Veronica never really gets to make her own decisions, due to her parents constantly worrying about her health and their need to be perfect all the time. Even when she should know about things or get to choose because it's such a large detail or part of her life she's not able to. For example her job, she has to lie about the job she got (which was her dream job) just because it's not something they want her to do. Another example is her hip, the tissue dying and her needing a life altering surgery is something she should know about and be able to help deal with and yet they hid it from her until she discovered it herself. “Sometimes I think the only reason they still bring me here is to remind me that they’re the ones making big decisions about my body. Not me.”(Sylvester 85) This is showing a situation where they are in the hospital for a normal checkup on her hip, but she has no control over anything that happens because rather than talking to her they only talk to her parents just like always. 
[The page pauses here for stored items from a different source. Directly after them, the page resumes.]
//! Error types for the kmz crate.

use thiserror::Error;

/// Result type alias for kmz operations.
pub type Result<T> = std::result::Result<T, KmzError>;

/// Errors that abort a whole parse.
///
/// Problems local to one placemark or one coordinate group are not errors:
/// the offending element is dropped and parsing continues.
#[derive(Debug, Error)]
pub enum KmzError {
    /// The input is not a readable zip container
    #[error("Failed to open KMZ archive: {0}")]
    Archive(String),

    /// The archive holds no `.kml` entry
    #[error("No KML file found in KMZ archive")]
    NoMarkupFound,

    /// The markup entry is not well-formed XML
    #[error("Invalid XML content in KML file: {0}")]
    MalformedMarkup(String),

    /// Reading the input from disk failed
    #[error("IO error: {0}")]
    Io(#[from] std::io::Error),
}

/// Error code for integration with fieldmap-core error handling.
/// Range: 11xxx for kmz errors.
#[repr(u32)]
#[derive(Debug, Clone, Copy, PartialEq, Eq)]
pub enum KmzErrorCode {
    /// Archive could not be opened
    Archive = 11001,
    /// No markup entry in the archive
    NoMarkupFound = 11002,
    /// Markup is not well-formed
    MalformedMarkup = 11003,
    /// IO failure
    Io = 11004,
}

impl KmzError {
    /// Returns the error code for this error.
    pub fn code(&self) -> KmzErrorCode {
        match self {
            KmzError::Archive(_) => KmzErrorCode::Archive,
            KmzError::NoMarkupFound => KmzErrorCode::NoMarkupFound,
            KmzError::MalformedMarkup(_) => KmzErrorCode::MalformedMarkup,
            KmzError::Io(_) => KmzErrorCode::Io,
        }
    }
}

#[cfg(test)]
mod tests {
    use super::*;

    #[test]
    fn test_error_codes() {
        assert_eq!(KmzError::Archive("x".into()).code() as u32, 11001);
        assert_eq!(KmzError::NoMarkupFound.code() as u32, 11002);
        assert_eq!(KmzError::MalformedMarkup("x".into()).code() as u32, 11003);
    }

    #[test]
    fn test_messages_are_human_readable() {
        let err = KmzError::Archive("invalid Zip archive".into());
        assert_eq!(err.to_string(), "Failed to open KMZ archive: invalid Zip archive");
        assert_eq!(KmzError::NoMarkupFound.to_string(), "No KML file found in KMZ archive");
    }
}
In the ted talk “Hi. Im Nic” by Nic Stone, she talks about how she was having an identity crisis. Eleven years of not knowing what to do next or having any idea of who she was or who she should be. I look at that as having a huge choice and being able to make the decisions for your life, unlike Vero in my book who has no choice and has to wait for her parents approval Nic gets to choose what path to go down. “I’d tried on a variety of metaphorical shoes at that point- undergraduate psychology major, retail store manager, personal assistant, youth group leader, fitness trainer, model, teen mentor, aspiring singer, seminary student- and had yet to find a pair that really fit.”(Stone). This shows how she has control over what she does, whether it's jumping down a completely new path or trying to add onto another one she gets to choose how to continue her journey with nothing truly controlling her or holding her back.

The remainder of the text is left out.